Klein – Não. Extorsão é coisa de agiota, que cobra 10% ao mês de juros por um empréstimo. Eu cobro 4%. Isso é alto? Em relação à média brasileira, não. Emprestar dinheiro no Brasil é, afinal, um bom negócio – caso contrário, não estaria nele. Mas a classe C também se beneficia disso: sem essa possibilidade, não estaria conseguindo comprar tanto.

Veja – Quais perspectivas o senhor vê para empresas como a sua no Brasil?

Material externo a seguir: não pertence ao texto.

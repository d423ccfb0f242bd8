use rayon::prelude::*;
use std::path::{Path, PathBuf};
use tracing::{debug, warn};

use crate::external_sort::constants::*;
use crate::external_sort::error::{SortError, SortResult};
use crate::external_sort::io::{LineReader, RunWriter};
use crate::external_sort::record::{CompareMode, Record};

#[derive(Debug, Clone)]
pub struct ChunkFile {
    pub chunk_id: usize,
    pub path: PathBuf,
    pub record_count: u64,
}

/// Splits an input file into size-bounded chunks and sorts each one in
/// memory, producing one fully sorted run per chunk file.
pub struct ChunkProcessor {
    chunk_size_bytes: usize,
    io_buffer_size: usize,
    temp_directory: PathBuf,
    mode: CompareMode,
}

impl ChunkProcessor {
    pub fn new(
        chunk_size_bytes: usize,
        io_buffer_size: usize,
        temp_directory: PathBuf,
        mode: CompareMode,
    ) -> Self {
        Self {
            chunk_size_bytes,
            io_buffer_size,
            temp_directory,
            mode,
        }
    }

    /// Returns the chunk files and the number of records read. Chunks already
    /// written are removed again when the split fails part way.
    pub fn process_file_to_chunks(&self, file_path: &Path) -> SortResult<(Vec<ChunkFile>, u64)> {
        let mut chunks = Vec::new();
        match self.split_into_chunks(file_path, &mut chunks) {
            Ok(records) => {
                debug!(
                    "Split {} into {} sorted chunks ({} records)",
                    file_path.display(),
                    chunks.len(),
                    records
                );
                Ok((chunks, records))
            }
            Err(e) => {
                self.cleanup_all_chunks(&chunks);
                Err(e)
            }
        }
    }

    fn split_into_chunks(&self, file_path: &Path, chunks: &mut Vec<ChunkFile>) -> SortResult<u64> {
        let mut reader = LineReader::open(file_path, None, self.mode, self.io_buffer_size)?;
        let mut current_chunk = Vec::new();
        let mut current_size = 0;

        while let Some(record) = reader.next_record()? {
            let record_size = record.estimated_size();
            if current_size + record_size > self.chunk_size_bytes && !current_chunk.is_empty() {
                let chunk =
                    self.sort_and_write_chunk(chunks.len(), std::mem::take(&mut current_chunk))?;
                chunks.push(chunk);
                current_size = 0;
            }
            current_size += record_size;
            current_chunk.push(record);
        }

        if !current_chunk.is_empty() {
            let chunk = self.sort_and_write_chunk(chunks.len(), current_chunk)?;
            chunks.push(chunk);
        }

        Ok(reader.records_read())
    }

    pub fn sort_and_write_chunk(
        &self,
        chunk_id: usize,
        mut records: Vec<Record>,
    ) -> SortResult<ChunkFile> {
        records.par_sort_by(|a, b| a.cmp_value(b));

        let chunk_file = self.temp_directory.join(format!(
            "{}{}{}",
            CHUNK_FILE_PREFIX, chunk_id, CHUNK_FILE_EXTENSION
        ));

        let written = RunWriter::create(&chunk_file, Some(chunk_id), self.io_buffer_size)
            .and_then(|mut writer| {
                for record in records {
                    writer.write(record)?;
                }
                writer.finish()
            });

        match written {
            Ok(record_count) => Ok(ChunkFile {
                chunk_id,
                path: chunk_file,
                record_count,
            }),
            Err(e) => {
                if chunk_file.exists() {
                    if let Err(cleanup) = std::fs::remove_file(&chunk_file) {
                        warn!("Failed to remove partial chunk {}: {}", chunk_id, cleanup);
                    }
                }
                Err(e)
            }
        }
    }

    pub fn cleanup_chunk(&self, chunk: &ChunkFile) -> SortResult<()> {
        if chunk.path.exists() {
            std::fs::remove_file(&chunk.path)
                .map_err(|e| SortError::io(&chunk.path, Some(chunk.chunk_id), 0, e))?;
        }
        Ok(())
    }

    pub fn cleanup_all_chunks(&self, chunks: &[ChunkFile]) {
        for chunk in chunks {
            if let Err(e) = self.cleanup_chunk(chunk) {
                warn!("Failed to clean up chunk {}: {}", chunk.chunk_id, e);
            }
        }
    }

    pub fn estimate_chunk_count(&self, file_size: u64) -> usize {
        if file_size == 0 {
            return 1;
        }

        let file_size_usize = file_size.min(usize::MAX as u64) as usize;
        let estimated_chunks =
            file_size_usize.saturating_add(self.chunk_size_bytes - 1) / self.chunk_size_bytes;
        estimated_chunks.max(1)
    }
}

Klein – Nunca foi tão bom fazer negócio no país – e só melhora: as instituições funcionam, a economia é razoavelmente previsível e o PIB cresce. Não quer dizer que antigos problemas não continuem a atrapalhar, como o excesso de impostos e os altos encargos trabalhistas. No trabalho, incomoda-me ainda a sensação de insegurança que tenho ao visitar as lojas, o que faço dia sim, dia não. Tenho medo de ser vítima de assalto e seqüestro. Como medida preventiva, evito andar em carros caros demais. Dependendo do lugar, escolho até um modelo com proteção antifuzil. É bem raro sair de casa sem a escolta de seguranças. Às vezes, ando com seis deles. Pode parecer exagero de rico, mas circulo muito e não quero correr riscos.

Veja – Seus amigos freqüentam as lojas?
Klein – Já tiveram preconceito. Hoje, fazem uma pesquisa de preço e, caso o nosso seja menor, vão lá e compram. Eles querem ser recebidos com tapete vermelho, mas estão longe de ser os únicos. É exatamente essa a expectativa da nova classe C.